■ INPUT FOR THIS TASK ■
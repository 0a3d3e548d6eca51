//! Browser side: web-sys adapters for the capability traits in
//! [`crate::state`], the gloo-timers scheduler, and listener wiring.
//!
//! Listeners attached here live as long as the page, so their closures are
//! handed to JS with `Closure::forget`.

pub mod bind;
pub mod observe;
pub mod scheduler;
pub mod storage;
pub mod surfaces;

use wasm_bindgen::{JsCast, JsValue, closure::Closure};
use web_sys::{Document, Element, Event, EventTarget, HtmlElement, NodeList, Window};

use crate::error::{Result, SiteError};

pub fn window() -> Result<Window> {
    web_sys::window().ok_or_else(|| SiteError::Js("no window".into()))
}

pub fn document(window: &Window) -> Result<Document> {
    window.document().ok_or_else(|| SiteError::Js("no document".into()))
}

pub fn js_error(what: &str, err: &JsValue) -> SiteError {
    SiteError::Js(format!("{what}: {err:?}"))
}

/// Log a failed browser call and carry on.
pub fn checked<T>(result: std::result::Result<T, JsValue>, what: &str) {
    if let Err(err) = result {
        log::warn!("{what} failed: {err:?}");
    }
}

/// `getElementById`, requiring an `HTMLElement`.
pub fn by_id(document: &Document, id: &str) -> Result<HtmlElement> {
    match document.get_element_by_id(id).map(|element| element.dyn_into::<HtmlElement>()) {
        Some(Ok(element)) => Ok(element),
        _ => Err(SiteError::missing(format!("#{id}"))),
    }
}

/// First match of `selector` under `root`.
pub fn query(root: &Element, selector: &str) -> Result<HtmlElement> {
    match root.query_selector(selector) {
        Ok(Some(found)) => found.dyn_into::<HtmlElement>().map_err(|_| SiteError::missing(selector)),
        Ok(None) => Err(SiteError::missing(selector)),
        Err(err) => Err(js_error(selector, &err)),
    }
}

/// Every match of `selector` in the document; empty when nothing matches.
pub fn query_all(document: &Document, selector: &str) -> Result<Vec<HtmlElement>> {
    let list = document.query_selector_all(selector).map_err(|err| js_error(selector, &err))?;
    Ok(html_elements(&list))
}

/// Like [`query_all`] but scoped to `root`.
pub fn query_all_in(root: &Element, selector: &str) -> Result<Vec<HtmlElement>> {
    let list = root.query_selector_all(selector).map_err(|err| js_error(selector, &err))?;
    Ok(html_elements(&list))
}

/// Like [`query_all`] but a feature with no matches is reported missing.
pub fn require_all(document: &Document, selector: &str) -> Result<Vec<HtmlElement>> {
    let found = query_all(document, selector)?;
    if found.is_empty() {
        return Err(SiteError::missing(selector));
    }
    Ok(found)
}

fn html_elements(list: &NodeList) -> Vec<HtmlElement> {
    (0..list.length())
        .filter_map(|i| list.item(i))
        .filter_map(|node| match node.dyn_into::<HtmlElement>() {
            Ok(element) => Some(element),
            Err(_) => None,
        })
        .collect()
}

/// Attach `handler` for the lifetime of the page.
pub fn listen(target: &EventTarget, event: &str, handler: impl FnMut(Event) + 'static) -> Result<()> {
    let closure = Closure::<dyn FnMut(Event)>::new(handler);
    target
        .add_event_listener_with_callback(event, closure.as_ref().unchecked_ref())
        .map_err(|err| js_error(event, &err))?;
    closure.forget();
    Ok(())
}

pub fn set_class(element: &Element, class: &str, on: bool) {
    checked(element.class_list().toggle_with_force(class, on), class);
}

pub fn set_style(element: &HtmlElement, property: &str, value: &str) {
    checked(element.style().set_property(property, value), property);
}

pub fn clear_style(element: &HtmlElement, property: &str) {
    checked(element.style().remove_property(property), property);
}

/// Current vertical scroll position; 0 if the browser refuses to say.
pub fn scroll_y(window: &Window) -> f64 {
    match window.scroll_y() {
        Ok(y) => y,
        Err(err) => {
            log::debug!("scrollY unavailable: {err:?}");
            0.0
        }
    }
}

■ ASSIGNMENT ■
For this exercise, output exactly the lines above from the line with "but scoped to" to the line with "of the page.", counting both, and leave out the rest.

■ OUTPUT OF THE TASK ■
/// Like [`query_all`] but scoped to `root`.
pub fn query_all_in(root: &Element, selector: &str) -> Result<Vec<HtmlElement>> {
    let list = root.query_selector_all(selector).map_err(|err| js_error(selector, &err))?;
    Ok(html_elements(&list))
}

/// Like [`query_all`] but a feature with no matches is reported missing.
pub fn require_all(document: &Document, selector: &str) -> Result<Vec<HtmlElement>> {
    let found = query_all(document, selector)?;
    if found.is_empty() {
        return Err(SiteError::missing(selector));
    }
    Ok(found)
}

fn html_elements(list: &NodeList) -> Vec<HtmlElement> {
    (0..list.length())
        .filter_map(|i| list.item(i))
        .filter_map(|node| match node.dyn_into::<HtmlElement>() {
            Ok(element) => Some(element),
            Err(_) => None,
        })
        .collect()
}

/// Attach `handler` for the lifetime of the page.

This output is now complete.